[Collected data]

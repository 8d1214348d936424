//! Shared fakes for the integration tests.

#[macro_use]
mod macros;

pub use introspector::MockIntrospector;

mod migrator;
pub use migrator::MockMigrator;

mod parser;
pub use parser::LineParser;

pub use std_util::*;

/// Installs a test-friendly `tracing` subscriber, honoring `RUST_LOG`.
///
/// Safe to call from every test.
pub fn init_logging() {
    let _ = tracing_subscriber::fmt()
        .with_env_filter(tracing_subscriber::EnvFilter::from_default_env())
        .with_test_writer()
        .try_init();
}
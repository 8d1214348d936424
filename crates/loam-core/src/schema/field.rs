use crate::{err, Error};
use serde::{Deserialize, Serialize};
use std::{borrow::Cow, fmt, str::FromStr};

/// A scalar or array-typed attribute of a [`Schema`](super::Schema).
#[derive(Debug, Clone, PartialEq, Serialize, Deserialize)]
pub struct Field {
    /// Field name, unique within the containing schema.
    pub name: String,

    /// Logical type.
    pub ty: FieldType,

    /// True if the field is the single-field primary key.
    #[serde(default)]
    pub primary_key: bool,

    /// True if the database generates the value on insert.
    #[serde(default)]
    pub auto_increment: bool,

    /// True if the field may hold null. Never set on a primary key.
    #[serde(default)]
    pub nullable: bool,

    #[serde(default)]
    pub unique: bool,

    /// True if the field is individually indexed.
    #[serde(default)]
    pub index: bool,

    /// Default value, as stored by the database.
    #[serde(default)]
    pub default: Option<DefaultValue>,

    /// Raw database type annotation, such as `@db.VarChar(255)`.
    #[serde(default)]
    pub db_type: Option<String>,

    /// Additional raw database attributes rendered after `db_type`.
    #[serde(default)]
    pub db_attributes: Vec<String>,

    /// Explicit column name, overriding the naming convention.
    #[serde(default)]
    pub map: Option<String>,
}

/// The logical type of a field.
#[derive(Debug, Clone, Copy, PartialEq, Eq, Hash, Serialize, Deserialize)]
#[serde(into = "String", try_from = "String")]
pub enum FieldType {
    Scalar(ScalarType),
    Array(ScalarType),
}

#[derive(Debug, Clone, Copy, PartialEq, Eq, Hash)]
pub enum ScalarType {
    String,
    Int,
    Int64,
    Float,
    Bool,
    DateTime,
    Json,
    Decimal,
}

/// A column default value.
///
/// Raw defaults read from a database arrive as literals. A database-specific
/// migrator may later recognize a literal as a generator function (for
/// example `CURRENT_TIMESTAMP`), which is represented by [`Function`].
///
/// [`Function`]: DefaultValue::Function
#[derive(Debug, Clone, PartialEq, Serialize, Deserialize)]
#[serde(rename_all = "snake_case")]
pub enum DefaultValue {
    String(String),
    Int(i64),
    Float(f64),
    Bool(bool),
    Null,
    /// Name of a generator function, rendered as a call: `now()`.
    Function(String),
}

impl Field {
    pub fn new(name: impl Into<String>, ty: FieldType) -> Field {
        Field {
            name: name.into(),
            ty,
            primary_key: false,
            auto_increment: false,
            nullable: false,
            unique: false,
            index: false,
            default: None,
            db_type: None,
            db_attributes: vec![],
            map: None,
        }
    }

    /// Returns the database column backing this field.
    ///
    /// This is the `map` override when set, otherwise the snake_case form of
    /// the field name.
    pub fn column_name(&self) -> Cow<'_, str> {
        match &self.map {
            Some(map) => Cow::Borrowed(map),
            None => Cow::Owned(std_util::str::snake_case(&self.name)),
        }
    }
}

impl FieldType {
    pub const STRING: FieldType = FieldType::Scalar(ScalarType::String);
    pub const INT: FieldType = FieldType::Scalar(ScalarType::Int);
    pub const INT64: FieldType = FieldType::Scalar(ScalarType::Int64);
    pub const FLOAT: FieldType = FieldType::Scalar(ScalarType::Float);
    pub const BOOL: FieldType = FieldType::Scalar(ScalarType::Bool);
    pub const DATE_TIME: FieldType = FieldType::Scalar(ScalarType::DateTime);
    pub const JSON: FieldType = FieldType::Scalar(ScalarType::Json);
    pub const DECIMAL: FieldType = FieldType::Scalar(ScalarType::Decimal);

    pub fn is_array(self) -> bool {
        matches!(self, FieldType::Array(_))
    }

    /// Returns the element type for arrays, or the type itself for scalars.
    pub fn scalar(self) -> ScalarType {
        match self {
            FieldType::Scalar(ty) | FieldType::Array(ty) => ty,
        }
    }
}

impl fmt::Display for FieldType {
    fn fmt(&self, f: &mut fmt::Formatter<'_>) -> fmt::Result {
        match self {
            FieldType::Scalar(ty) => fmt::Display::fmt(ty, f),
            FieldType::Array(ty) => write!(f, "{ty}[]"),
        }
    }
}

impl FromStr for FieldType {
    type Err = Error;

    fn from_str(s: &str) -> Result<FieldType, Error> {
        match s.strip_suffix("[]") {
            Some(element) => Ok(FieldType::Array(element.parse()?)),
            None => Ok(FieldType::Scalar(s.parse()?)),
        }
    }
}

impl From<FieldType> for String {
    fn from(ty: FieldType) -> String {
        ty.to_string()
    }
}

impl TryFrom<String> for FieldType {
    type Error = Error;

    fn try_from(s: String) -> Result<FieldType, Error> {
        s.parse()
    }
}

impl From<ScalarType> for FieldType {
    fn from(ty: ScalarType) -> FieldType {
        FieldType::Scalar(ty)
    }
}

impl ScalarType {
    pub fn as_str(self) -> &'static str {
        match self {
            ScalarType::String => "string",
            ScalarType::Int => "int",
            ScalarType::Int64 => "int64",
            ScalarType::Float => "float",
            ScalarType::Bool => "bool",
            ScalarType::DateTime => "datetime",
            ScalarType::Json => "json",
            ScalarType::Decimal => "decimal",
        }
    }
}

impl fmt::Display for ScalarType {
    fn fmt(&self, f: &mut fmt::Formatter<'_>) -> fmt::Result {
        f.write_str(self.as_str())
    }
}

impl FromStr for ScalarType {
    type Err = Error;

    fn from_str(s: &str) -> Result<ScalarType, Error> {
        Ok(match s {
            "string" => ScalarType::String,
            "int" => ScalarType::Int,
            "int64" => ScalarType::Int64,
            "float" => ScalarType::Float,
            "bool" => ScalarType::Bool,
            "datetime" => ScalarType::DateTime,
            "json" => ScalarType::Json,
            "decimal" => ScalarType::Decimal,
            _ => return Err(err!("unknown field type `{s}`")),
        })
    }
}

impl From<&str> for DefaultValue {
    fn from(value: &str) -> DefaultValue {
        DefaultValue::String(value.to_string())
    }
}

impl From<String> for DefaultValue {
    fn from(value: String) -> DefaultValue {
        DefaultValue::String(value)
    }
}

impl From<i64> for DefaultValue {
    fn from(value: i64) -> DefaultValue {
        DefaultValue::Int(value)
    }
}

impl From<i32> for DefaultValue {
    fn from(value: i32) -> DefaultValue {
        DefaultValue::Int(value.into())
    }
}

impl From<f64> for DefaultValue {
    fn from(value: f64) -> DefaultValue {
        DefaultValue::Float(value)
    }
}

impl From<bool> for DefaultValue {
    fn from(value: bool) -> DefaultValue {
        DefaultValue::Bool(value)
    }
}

» YOUR TASK:
Word for word, reproduce every record shown above.

» TASK OUTPUT:
repository 8d1214348d936424
//! Shared fakes for the integration tests.

#[macro_use]
mod macros;

pub use introspector::MockIntrospector;

mod migrator;
pub use migrator::MockMigrator;

mod parser;
pub use parser::LineParser;

pub use std_util::*;

/// Installs a test-friendly `tracing` subscriber, honoring `RUST_LOG`.
///
/// Safe to call from every test.
pub fn init_logging() {
    let _ = tracing_subscriber::fmt()
        .with_env_filter(tracing_subscriber::EnvFilter::from_default_env())
        .with_test_writer()
        .try_init();
}
repository 8d1214348d936424
filename crates/loam-core/src/schema/field.rs
use crate::{err, Error};
use serde::{Deserialize, Serialize};
use std::{borrow::Cow, fmt, str::FromStr};

/// A scalar or array-typed attribute of a [`Schema`](super::Schema).
#[derive(Debug, Clone, PartialEq, Serialize, Deserialize)]
pub struct Field {
    /// Field name, unique within the containing schema.
    pub name: String,

    /// Logical type.
    pub ty: FieldType,

    /// True if the field is the single-field primary key.
    #[serde(default)]
    pub primary_key: bool,

    /// True if the database generates the value on insert.
    #[serde(default)]
    pub auto_increment: bool,

    /// True if the field may hold null. Never set on a primary key.
    #[serde(default)]
    pub nullable: bool,

    #[serde(default)]
    pub unique: bool,

    /// True if the field is individually indexed.
    #[serde(default)]
    pub index: bool,

    /// Default value, as stored by the database.
    #[serde(default)]
    pub default: Option<DefaultValue>,

    /// Raw database type annotation, such as `@db.VarChar(255)`.
    #[serde(default)]
    pub db_type: Option<String>,

    /// Additional raw database attributes rendered after `db_type`.
    #[serde(default)]
    pub db_attributes: Vec<String>,

    /// Explicit column name, overriding the naming convention.
    #[serde(default)]
    pub map: Option<String>,
}

/// The logical type of a field.
#[derive(Debug, Clone, Copy, PartialEq, Eq, Hash, Serialize, Deserialize)]
#[serde(into = "String", try_from = "String")]
pub enum FieldType {
    Scalar(ScalarType),
    Array(ScalarType),
}

#[derive(Debug, Clone, Copy, PartialEq, Eq, Hash)]
pub enum ScalarType {
    String,
    Int,
    Int64,
    Float,
    Bool,
    DateTime,
    Json,
    Decimal,
}

/// A column default value.
///
/// Raw defaults read from a database arrive as literals. A database-specific
/// migrator may later recognize a literal as a generator function (for
/// example `CURRENT_TIMESTAMP`), which is represented by [`Function`].
///
/// [`Function`]: DefaultValue::Function
#[derive(Debug, Clone, PartialEq, Serialize, Deserialize)]
#[serde(rename_all = "snake_case")]
pub enum DefaultValue {
    String(String),
    Int(i64),
    Float(f64),
    Bool(bool),
    Null,
    /// Name of a generator function, rendered as a call: `now()`.
    Function(String),
}

impl Field {
    pub fn new(name: impl Into<String>, ty: FieldType) -> Field {
        Field {
            name: name.into(),
            ty,
            primary_key: false,
            auto_increment: false,
            nullable: false,
            unique: false,
            index: false,
            default: None,
            db_type: None,
            db_attributes: vec![],
            map: None,
        }
    }

    /// Returns the database column backing this field.
    ///
    /// This is the `map` override when set, otherwise the snake_case form of
    /// the field name.
    pub fn column_name(&self) -> Cow<'_, str> {
        match &self.map {
            Some(map) => Cow::Borrowed(map),
            None => Cow::Owned(std_util::str::snake_case(&self.name)),
        }
    }
}

impl FieldType {
    pub const STRING: FieldType = FieldType::Scalar(ScalarType::String);
    pub const INT: FieldType = FieldType::Scalar(ScalarType::Int);
    pub const INT64: FieldType = FieldType::Scalar(ScalarType::Int64);
    pub const FLOAT: FieldType = FieldType::Scalar(ScalarType::Float);
    pub const BOOL: FieldType = FieldType::Scalar(ScalarType::Bool);
    pub const DATE_TIME: FieldType = FieldType::Scalar(ScalarType::DateTime);
    pub const JSON: FieldType = FieldType::Scalar(ScalarType::Json);
    pub const DECIMAL: FieldType = FieldType::Scalar(ScalarType::Decimal);

    pub fn is_array(self) -> bool {
        matches!(self, FieldType::Array(_))
    }

    /// Returns the element type for arrays, or the type itself for scalars.
    pub fn scalar(self) -> ScalarType {
        match self {
            FieldType::Scalar(ty) | FieldType::Array(ty) => ty,
        }
    }
}

impl fmt::Display for FieldType {
    fn fmt(&self, f: &mut fmt::Formatter<'_>) -> fmt::Result {
        match self {
            FieldType::Scalar(ty) => fmt::Display::fmt(ty, f),
            FieldType::Array(ty) => write!(f, "{ty}[]"),
        }
    }
}

impl FromStr for FieldType {
    type Err = Error;

    fn from_str(s: &str) -> Result<FieldType, Error> {
        match s.strip_suffix("[]") {
            Some(element) => Ok(FieldType::Array(element.parse()?)),
            None => Ok(FieldType::Scalar(s.parse()?)),
        }
    }
}

impl From<FieldType> for String {
    fn from(ty: FieldType) -> String {
        ty.to_string()
    }
}

impl TryFrom<String> for FieldType {
    type Error = Error;

    fn try_from(s: String) -> Result<FieldType, Error> {
        s.parse()
    }
}

impl From<ScalarType> for FieldType {
    fn from(ty: ScalarType) -> FieldType {
        FieldType::Scalar(ty)
    }
}

impl ScalarType {
    pub fn as_str(self) -> &'static str {
        match self {
            ScalarType::String => "string",
            ScalarType::Int => "int",
            ScalarType::Int64 => "int64",
            ScalarType::Float => "float",
            ScalarType::Bool => "bool",
            ScalarType::DateTime => "datetime",
            ScalarType::Json => "json",
            ScalarType::Decimal => "decimal",
        }
    }
}

impl fmt::Display for ScalarType {
    fn fmt(&self, f: &mut fmt::Formatter<'_>) -> fmt::Result {
        f.write_str(self.as_str())
    }
}

impl FromStr for ScalarType {
    type Err = Error;

    fn from_str(s: &str) -> Result<ScalarType, Error> {
        Ok(match s {
            "string" => ScalarType::String,
            "int" => ScalarType::Int,
            "int64" => ScalarType::Int64,
            "float" => ScalarType::Float,
            "bool" => ScalarType::Bool,
            "datetime" => ScalarType::DateTime,
            "json" => ScalarType::Json,
            "decimal" => ScalarType::Decimal,
            _ => return Err(err!("unknown field type `{s}`")),
        })
    }
}

impl From<&str> for DefaultValue {
    fn from(value: &str) -> DefaultValue {
        DefaultValue::String(value.to_string())
    }
}

impl From<String> for DefaultValue {
    fn from(value: String) -> DefaultValue {
        DefaultValue::String(value)
    }
}

impl From<i64> for DefaultValue {
    fn from(value: i64) -> DefaultValue {
        DefaultValue::Int(value)
    }
}

impl From<i32> for DefaultValue {
    fn from(value: i32) -> DefaultValue {
        DefaultValue::Int(value.into())
    }
}

impl From<f64> for DefaultValue {
    fn from(value: f64) -> DefaultValue {
        DefaultValue::Float(value)
    }
}

impl From<bool> for DefaultValue {
    fn from(value: bool) -> DefaultValue {
        DefaultValue::Bool(value)
    }
}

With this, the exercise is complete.